Thanks for re-explaining that issue Henrik. I had missed previous posts and didn't know of this issue. Now if only I can remember it by tomorrow.

And even if it ends up being lost on me, your explanation to a funky problem like this one is bound to help at least one other person anyways. So your effort was most likely not wasted after all.

Robert


EDIT: I can only assume something like this is going to happen more often as PIC speeds increase. It's quite a difference from the common 8Mhz when I started to todays 48MHz.

(I know, there's most likely even faster PICs coming out the door)

[HenrikOlsson]

Hi Robert,
The effect is increased due to several reasons. In a perfect world there wouldn't be an issue but due to capacitive loading on the pins etc the effect increases as the speed goes up. Some PICs (the larger ones) may not have the +/25mA drive capacity on the port pins so there it'll take even longer to "charge" to external capacitance and bring the voltage up.

18F devices and I believe the newer 16Fxxxx devices have LAT registers associated with each port. Writing to LATx instead of PORTx bypasses the issue completely because the inherent RMW operation is then performed against the LAT (which is the port latch register) instead of the actual port pins.

/Henrik.

[Gusse]

Or try something like

Code:

TempByteA VAR BYTE
TempByteA.1 = LED.1
TempByteA.2 = LED.2
'etc
PortA = TempByteA
'etc

This is working workaround for the issue. Thanks!

When you do several concecutive bit operations like you're doing there is a possibillity that the actul voltage at "previous" pin hasn't actually reached the threshold voltage for the logic level that previous command set it to. So when the PIC performs the read it actually reads a high even though the previous command set it low. And because it reads a high that is what get written back to port.

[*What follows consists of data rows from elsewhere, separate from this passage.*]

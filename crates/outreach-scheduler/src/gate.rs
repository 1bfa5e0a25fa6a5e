//! Schedule gate — time-window admission, independent of quota.

use std::collections::BTreeSet;

use chrono::{Datelike, Days, NaiveDateTime, Timelike};
use outreach_core::config::DispatchConfig;

use crate::clock::Clock;

/// Allowed send window in local wall time: weekday ∈ `days`,
/// hour ∈ [`start_hour`, `end_hour`), and not before `not_before`.
#[derive(Debug, Clone)]
pub struct ScheduleGate {
    start_hour: u32,
    end_hour: u32,
    /// 0 = Sunday … 6 = Saturday.
    days: BTreeSet<u32>,
    not_before: Option<NaiveDateTime>,
}

impl ScheduleGate {
    pub fn new(start_hour: u32, end_hour: u32, days: BTreeSet<u32>) -> Self {
        Self {
            start_hour,
            end_hour,
            days,
            not_before: None,
        }
    }

    /// Gate for a job's config; a deferred `scheduled_at` becomes `not_before`.
    pub fn for_job(config: &DispatchConfig, clock: &dyn Clock) -> Self {
        let mut gate = Self::new(
            config.send_start_hour,
            config.send_end_hour,
            config.send_days.clone(),
        );
        gate.not_before = config.scheduled_at.map(|at| clock.to_local(at));
        gate
    }

    pub fn with_not_before(mut self, at: NaiveDateTime) -> Self {
        self.not_before = Some(at);
        self
    }

    fn in_window(&self, at: NaiveDateTime) -> bool {
        let weekday = at.weekday().num_days_from_sunday();
        let hour = at.hour();
        self.days.contains(&weekday) && hour >= self.start_hour && hour < self.end_hour
    }

    pub fn allowed(&self, now: NaiveDateTime) -> bool {
        if self.not_before.is_some_and(|nb| now < nb) {
            return false;
        }
        self.in_window(now)
    }

    /// Earliest instant ≥ `now` at which `allowed` holds.
    /// `None` only if no weekday is allowed at all.
    pub fn next_allowed(&self, now: NaiveDateTime) -> Option<NaiveDateTime> {
        let from = match self.not_before {
            Some(nb) if nb > now => nb,
            _ => now,
        };
        if self.in_window(from) {
            return Some(from);
        }

        for offset in 0..=7u64 {
            let date = from.date().checked_add_days(Days::new(offset))?;
            if !self.days.contains(&date.weekday().num_days_from_sunday()) {
                continue;
            }
            let open = date.and_hms_opt(self.start_hour, 0, 0)?;
            if open >= from {
                return Some(open);
            }
        }
        None
    }
}

#[cfg(test)]
mod tests {
    use super::*;
    use chrono::NaiveDate;

    // 2026-10-14 is a Wednesday, 2026-10-17 a Saturday.
    fn at(day: u32, h: u32, m: u32) -> NaiveDateTime {
        NaiveDate::from_ymd_opt(2026, 10, day)
            .unwrap()
            .and_hms_opt(h, m, 0)
            .unwrap()
    }

    fn weekday_gate() -> ScheduleGate {
        ScheduleGate::new(8, 20, (1..=5).collect())
    }

    #[test]
    fn test_weekday_window() {
        let gate = weekday_gate();
        assert!(gate.allowed(at(14, 10, 0)));
        assert!(!gate.allowed(at(17, 10, 0)));
    }

    #[test]
    fn test_half_open_hours() {
        let gate = weekday_gate();
        assert!(gate.allowed(at(14, 8, 0)));
        assert!(gate.allowed(at(14, 19, 59)));
        assert!(!gate.allowed(at(14, 20, 0)));
        assert!(!gate.allowed(at(14, 7, 59)));
    }

    #[test]
    fn test_next_allowed() {
        let gate = weekday_gate();
        // Already open.
        assert_eq!(gate.next_allowed(at(14, 10, 0)), Some(at(14, 10, 0)));
        // Before opening → same day.
        assert_eq!(gate.next_allowed(at(14, 6, 30)), Some(at(14, 8, 0)));
        // After closing → next day.
        assert_eq!(gate.next_allowed(at(14, 21, 0)), Some(at(15, 8, 0)));
        // Saturday → Monday.
        assert_eq!(gate.next_allowed(at(17, 10, 0)), Some(at(19, 8, 0)));
    }

    #[test]
    fn test_end_of_day_window() {
        let gate = ScheduleGate::new(0, 24, (0..=6).collect());
        assert!(gate.allowed(at(17, 23, 59)));
        assert!(gate.allowed(at(17, 0, 0)));
    }

    #[test]
    fn test_not_before_defers_start() {
        let gate = weekday_gate().with_not_before(at(15, 9, 30));
        assert!(!gate.allowed(at(14, 10, 0)));
        assert_eq!(gate.next_allowed(at(14, 10, 0)), Some(at(15, 9, 30)));
        assert!(gate.allowed(at(15, 9, 30)));

        // Deferred into a closed window → next opening after it.
        let gate = weekday_gate().with_not_before(at(16, 21, 0));
        assert_eq!(gate.next_allowed(at(14, 10, 0)), Some(at(19, 8, 0)));
    }

    #[test]
    fn test_no_days_never_opens() {
        let gate = ScheduleGate::new(8, 20, BTreeSet::new());
        assert!(!gate.allowed(at(14, 10, 0)));
        assert_eq!(gate.next_allowed(at(14, 10, 0)), None);
    }
}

If you'd perform several concecutive byte writes to the port it's likely you'll see the same effect.

I haven't seen that kind of issues before and with current project the A.4 was failing in bit-mode. Even if A.4 was moved to be first port operation, it still failed.

Hi Robert,
The effect is increased due to several reasons. In a perfect world there wouldn't be an issue but due to capacitive loading on the pins etc the effect increases as the speed goes up. Some PICs (the larger ones) may not have the +/25mA drive capacity on the port pins so there it'll take even longer to "charge" to external capacitance and bring the voltage up.

18F devices and I believe the newer 16Fxxxx devices have LAT registers associated with each port. Writing to LATx instead of PORTx bypasses the issue completely because the inherent RMW operation is then performed against the LAT (which is the port latch register) instead of the actual port pins.

All port that I use are driving high impedance load, P-FET gate (+ 56k pull-up to VCC), so definitively ports are not heavily loaded.
I think this i a real bug, but don't know is it in PBP or somewhere else.

[Darrel Taylor]

P-FET gate (+ 56k pull-up to VCC)

Try a MUCH smaller resistor. ~4.7K

The rise time needs to be fast enough to avoid the R-M-W issue Henrik talked about.
The other pins are driven high in a matter of nanoseconds.
A 56K resistor will probably take much longer.

I think this i a real bug, but don't know is it in PBP or somewhere else.

It's not a bug in PBP. It's just the way the hardware works.

[Gusse]

OK. I might do some trials later, but more robust solution for me was to change control away from A.4.
If open drain requires that port rise time must be within some specific time range when using xxMHz XTAL, then that should be mentioned more clearly. At least I have missed this information.

-Gusse-